Rasa_Japanese

Rasa is an open source machine learning framework to automate text-and voice-based conversations.Rasa's primary purpose is to help you build contextual, layered conversations with lots of back-and-forth. To have a real conversation, you need to have some memory and build on things that were said earlier. Rasa lets you do that in a scalable way.

How to use rasa for japanese language?

Installation

  • Firstly install rasa in your own environment as following:
git clone https://github.com/RasaHQ/rasa.git
cd rasa
  • As we will add a custom component to tokenize japanese text , we will use mecab library for tokinzing the text.
    add mecab-python3 at the end of requirements.txt file. Or install mecab using pip.
pip install mecab-python3
  • Now install all the requirements using :
pip install -r requirements.txt
pip install -e .

Create Project

  • First run the following command:

     rasa init --no-prompt
     
    

    if you find any error like " rasa.core.trackers - Tried to set non existent slot 'name'. Make sure you added all your slots to your domain file.", then please remove all the data inside rasa/data/* directory.

  • Then add the Japanese language tokenizer in the path "rasa/rasa/nlu/japanese_tokenizer.py". I have added the file in "rasa/rasa/nlu/japanese_tokenizer.py" path.

  • Add JapaneseTokenizer component class in /rasa/rasa/nlu/registry.py. E.g:

    from rasa.nlu.tokenizers.japanese_tokenizer import JapaneseTokenizer
    
    

    Add class name inside component_classes = [] dictionary. E.g

    component_classes = [
    # tokenizers
    JapaneseTokenizer,
    MitieTokenizer,
    SpacyTokenizer,
    WhitespaceTokenizer,
    JiebaTokenizer,
    ]
    
  • Now add JapaneseTokenizer as pipeline in config.yml as follows:

     # Configuration for Rasa NLU.
     # https://rasa.com/docs/rasa/nlu/components/
     language: jp
     pipeline:
       - name: "JapaneseTokenizer"
       - name: "RegexFeaturizer"
       - name: "CRFEntityExtractor"
       - name: "EntitySynonymMapper"
       - name: "CountVectorsFeaturizer"
       - name: "EmbeddingIntentClassifier"
     # Configuration for Rasa Core.
     # https://rasa.com/docs/rasa/core/policies/
     policies:
       - name: MemoizationPolicy
       - name: KerasPolicy
       - name: MappingPolicy
    
    
  • Now Add data as data/nlu.md, stories.md and domail.yml.

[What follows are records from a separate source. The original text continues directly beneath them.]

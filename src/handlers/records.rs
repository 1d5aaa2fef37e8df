//! Raw stream record decoding.
//!
//! Records arrive in the Kinesis event layout:
//!
//! ```json
//! {"eventID": "shardId-000:4954...", "kinesis": {"data": "<base64 JSON>", "sequenceNumber": "4954..."}}
//! ```

use base64::Engine;
use base64::engine::general_purpose::STANDARD as BASE64;
use serde::Deserialize;
use serde_json::Value;

use crate::errors::{ProcessorError, ProcessorResult};

#[derive(Debug, Clone, Deserialize)]
#[serde(rename_all = "camelCase")]
pub struct KinesisData {
    pub data: String,
    #[serde(default)]
    pub sequence_number: Option<String>,
    #[serde(default)]
    pub partition_key: Option<String>,
}

#[derive(Debug, Clone, Deserialize)]
pub struct StreamRecord {
    #[serde(rename = "eventID", default)]
    pub event_id: Option<String>,
    pub kinesis: KinesisData,
}

impl StreamRecord {
    /// Identifier reported back for partial batch failures.
    pub fn item_identifier(&self) -> Option<&str> {
        self.kinesis
            .sequence_number
            .as_deref()
            .or(self.event_id.as_deref())
    }

    /// Decode the base64 payload into JSON.
    pub fn decode(&self) -> ProcessorResult<Value> {
        let bytes = BASE64
            .decode(self.kinesis.data.trim())
            .map_err(|e| ProcessorError::RecordDecode(format!("invalid base64 payload: {e}")))?;
        serde_json::from_slice(&bytes)
            .map_err(|e| ProcessorError::RecordDecode(format!("payload is not JSON: {e}")))
    }
}

/// A record after decoding, tagged with the identifier to report on failure.
#[derive(Debug)]
pub struct DecodedRecord {
    pub item_identifier: String,
    pub payload: ProcessorResult<Value>,
}

/// Decode one raw record. `index` stands in for records without an identifier.
pub fn decode_record(raw: &Value, index: usize) -> DecodedRecord {
    match StreamRecord::deserialize(raw) {
        Ok(record) => DecodedRecord {
            item_identifier: record
                .item_identifier()
                .map(str::to_string)
                .unwrap_or_else(|| index.to_string()),
            payload: record.decode(),
        },
        Err(e) => DecodedRecord {
            item_identifier: raw
                .pointer("/kinesis/sequenceNumber")
                .or_else(|| raw.get("eventID"))
                .and_then(Value::as_str)
                .map(str::to_string)
                .unwrap_or_else(|| index.to_string()),
            payload: Err(ProcessorError::RecordDecode(format!(
                "record does not match the stream layout: {e}"
            ))),
        },
    }
}

/// Encode `payload` as a stream record. Used by tests and the CLI to build input.
pub fn encode_record(payload: &Value, sequence_number: &str) -> Value {
    serde_json::json!({
        "eventID": format!("shardId-000000000000:{sequence_number}"),
        "kinesis": {
            "data": BASE64.encode(payload.to_string()),
            "sequenceNumber": sequence_number,
        }
    })
}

E.g:

    nle.md:

    ## intent:greet
    - ハロー
    - もしもし
    - 初めまして
    - こんにちは
    - はじめまして
    
    ## intent:icebreak12
    - よろしくお願いします
    - こちらこそ
    - 宜しくお願いします
    - 問題ないです
    

    stories.md:

     ## happy path
     * greet
       - utter_greet
     * icebreak12
       - utter_icebreak12
    

    domain.yml:

    intents:
    - utter_icebreak12
    - greet
    templates:
      utter_icebreak12:
      - text: 今どこで、何をしていますか?
      utter_greet:
      - text: ご協力いただきありがとうございます。本日は宜しくお願いします
    actions:
    - utter_greet
    - utter_icebreak12
    
  • Now train your model using:

      rasa train
    
  • To chat run:

      rasa shell